Jure Brence successfully defended his master’s degree


Jure Brence successfully defended his master’s degree titled Probabilistic grammar-based equation discovery.




In this thesis, we introduce novel methods for equation discovery (ED), based on the use of probabilistic grammars. ED and symbolic regression address the task of finding a symbolic mathematical model that best describes observed data. Models can be as simple as an algebraic equation or as complex as a system of differential equations. Traditionally, domain experts derive equations based on theory and use regression methods to estimate their parameters. ED methods seek to automate the identification of equation structure as well as its parameters. The advantage of discovering closed-form equations over black-box models, popular in machine learning, lies in their inherent interpretability and correspondence with domain theory.

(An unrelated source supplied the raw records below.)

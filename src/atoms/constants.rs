// ── Edge Atoms: Constants ──────────────────────────────────────────────────
// All named constants for the crate live here. Most of them are only the
// DEFAULTS for `EdgeConfig`; the engine reads the configured values.

// ── Sync queue ─────────────────────────────────────────────────────────────
// Lower priority value = drained sooner. Failed operations are demoted by
// one step per failure, saturating at the ceiling.
pub const DEFAULT_SYNC_PRIORITY: u32 = 5;
pub const DEFAULT_SYNC_BATCH_SIZE: usize = 10;
pub const DEFAULT_PRIORITY_CEILING: u32 = 100;

// ── Analytics buffer ───────────────────────────────────────────────────────
pub const DEFAULT_FLUSH_THRESHOLD: usize = 5;
pub const DEFAULT_ANALYTICS_BATCH_SIZE: usize = 50;
pub const DEFAULT_MAX_BUFFERED_EVENTS: usize = 1000;
// Head of queue + buffer sent on shutdown. Kept small: delivery is not awaited.
pub const DEFAULT_FINAL_TRANSMISSION_SIZE: usize = 20;

// ── Content cache ──────────────────────────────────────────────────────────
pub const DEFAULT_CACHE_PRIORITY: u32 = 5;
pub const DEFAULT_MEMORY_CACHE_CAPACITY: usize = 512;

// ── Timers ─────────────────────────────────────────────────────────────────
pub const DEFAULT_SYNC_INTERVAL_SECS: u64 = 30;
pub const DEFAULT_HEARTBEAT_INTERVAL_SECS: u64 = 60;

// ── Timeouts ───────────────────────────────────────────────────────────────
pub const DEFAULT_REQUEST_TIMEOUT_MS: u64 = 5_000;
pub const DEFAULT_CONNECT_TIMEOUT_MS: u64 = 3_000;
pub const DEFAULT_LOCAL_INFERENCE_TIMEOUT_MS: u64 = 2_000;
pub const DEFAULT_FINAL_TRANSMISSION_TIMEOUT_MS: u64 = 1_500;

// ── Circuit breaker ────────────────────────────────────────────────────────
pub const DEFAULT_BREAKER_THRESHOLD: u32 = 5;
pub const DEFAULT_BREAKER_COOLDOWN_SECS: u64 = 60;

// ── Heuristic inference ────────────────────────────────────────────────────
// Confidence reported by the rule-based tier. A keyword hit is trusted more
// than the no-signal default, but both stay below typical model scores.
pub(crate) const HEURISTIC_MATCH_CONFIDENCE: f64 = 0.8;
pub(crate) const HEURISTIC_WEAK_CONFIDENCE: f64 = 0.5;
pub(crate) const HEURISTIC_DEFAULT_CONFIDENCE: f64 = 0.3;
pub(crate) const HEURISTIC_UNKNOWN_TASK_CONFIDENCE: f64 = 0.1;

// ── Persisted identity ─────────────────────────────────────────────────────
// Key in `edge_config`. Changing it would mint a new device identity on
// every existing install. Treat as a stable identifier.
pub(crate) const DEVICE_ID_KEY: &str = "device_id";

// ── Data directory ─────────────────────────────────────────────────────────
pub(crate) const DATA_DIR_NAME: &str = "openpawz-edge";
pub(crate) const DB_FILE_NAME: &str = "edge.db";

Our methods focus on the use of probabilistic context-free grammars (PCFGs) as a tool for generating mathematical expressions, constraining the space of expressions and encoding background knowledge. We demonstrate that PCFGs parametrize the parsimony principle inherently and intuitively. Furthermore, in addition to the hard constraints imposed by CFG, PCFGs allow us to impose soft constraints on the search space of mathematical expressions. To aid analysis, we introduce a novel method for visualizing the search space of expressions, useful for any ED approach. We introduce a Monte-Carlo algorithm that enables the use of PCFGs in ED and perform extensive computational experiments using an established benchmark database. The results demonstrate that our approach can be used to discover equations, but performs worse than existing methods.

To improve the performance of ED, we introduce dimensional attribute grammars, an extension of PCFGs, that generate only dimensionally consistent mathematical expressions. Our computational experiments demonstrate the impact of dimensional consistency in ED, resulting in performance, comparable to state-of-the-art approaches in the field.

We further extend the ideas of attribute grammars into a general-purpose framework for encoding background knowledge. The framework relies on probabilistic attribute grammars to overcome the limitations of PCFGs in expressing complex types of background knowledge. We demonstrate the utility of the framework by designing and analyzing grammars that encode three different types of background knowledge: dimensional consistency, systems of differential equations for chemical kinetics, and systems of differential equations describing electronic circuits.